We built a synthetic dataset of paired text–image examples depicting two objects in simple spatial relations (e.g., “red square to the right of blue circle”) and trained PixArt-style Diffusion Transformers (DiTs) from scratch with different prompt encodings: T5, random token embeddings (RTE), and random embeddings with positional encoding (RTEP). Surprisingly, embedding choice had a strong effect: RTEP models learned relations far more reliably than T5 or plain RTE.

Using a scalable search over millions of attention maps, we identified a consistent “relational head” in RTEP-trained models: a cross-attention head linking image-position encodings to relational word embeddings (Query-key, QK), tagging the canvas location for the first object (Value-output, VO). A downstream head then reads this tag to retrieve that object’s shape and color attributes (QK) and translates the words into visual appearance (VO). This mechanism underlies strong compositional generalization to novel object relation combination. Ablating the relational head degrades relational accuracy. This two-head circuit parallels positional signaling in developmental biology, where molecular gradients specify location before identity.

The relational head emerged robustly across model scales with RTEP, but not with T5, suggesting that the symmetry of random embeddings facilitates its learning, whereas contextual word embeddings could hinder it.
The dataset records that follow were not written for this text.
use std::ops::RangeInclusive;

use crate::node::{Node, Subtree};

/// An iterator of owned `(interval, value)` tuples in ascending interval
/// order, returned by the [`IntervalMap`] `into_iter()` impl.
///
/// [`IntervalMap`]: crate::IntervalMap
#[derive(Debug)]
pub struct OwnedIter<R, V> {
    stack: Vec<Box<Node<R, V>>>,
    remaining: usize,
}

impl<R, V> OwnedIter<R, V> {
    pub(crate) fn new(root: Subtree<R, V>, len: usize) -> Self {
        let mut this = Self {
            stack: vec![],
            remaining: len,
        };

        // Descend down the left side of the tree.
        if let Some(root) = root {
            this.push_subtree(root);
        }

        this
    }

    fn push_subtree(&mut self, subtree_root: Box<Node<R, V>>) {
        let mut ptr = Some(subtree_root);

        while let Some(mut v) = ptr {
            ptr = v.take_left();
            self.stack.push(v);
        }
    }
}

impl<R, V> Iterator for OwnedIter<R, V> {
    type Item = (RangeInclusive<R>, V);

    fn next(&mut self) -> Option<Self::Item> {
        let mut v = self.stack.pop()?;

        // Descend down the left side of the right hand child of this node, if
        // any.
        if let Some(right) = v.take_right() {
            self.push_subtree(right);
        }

        self.remaining -= 1;
        Some(v.into_tuple())
    }

    fn size_hint(&self) -> (usize, Option<usize>) {
        (self.remaining, Some(self.remaining))
    }
}

impl<R, V> ExactSizeIterator for OwnedIter<R, V> {}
Our results reveal a simple, interpretable attention circuit for mapping relational words to spatial layouts, and highlight how text embedding design can affect learning and generalization of object relationships in T2I models.’

Date
Aug 22, 2025 12:00 AM
Event
Location

Northeastern University, Curry Student Center

360 Huntington Ave, Boston, MA 1101

Presenting a poster on “The attention mechanism underlying relational object generation in text-to-image diffusion transformers” at the 2nd New England Mechanistic Interpretability (NEMI) Workshop.

Session: Poster Session 1 (11:45 AM - 1:00 PM)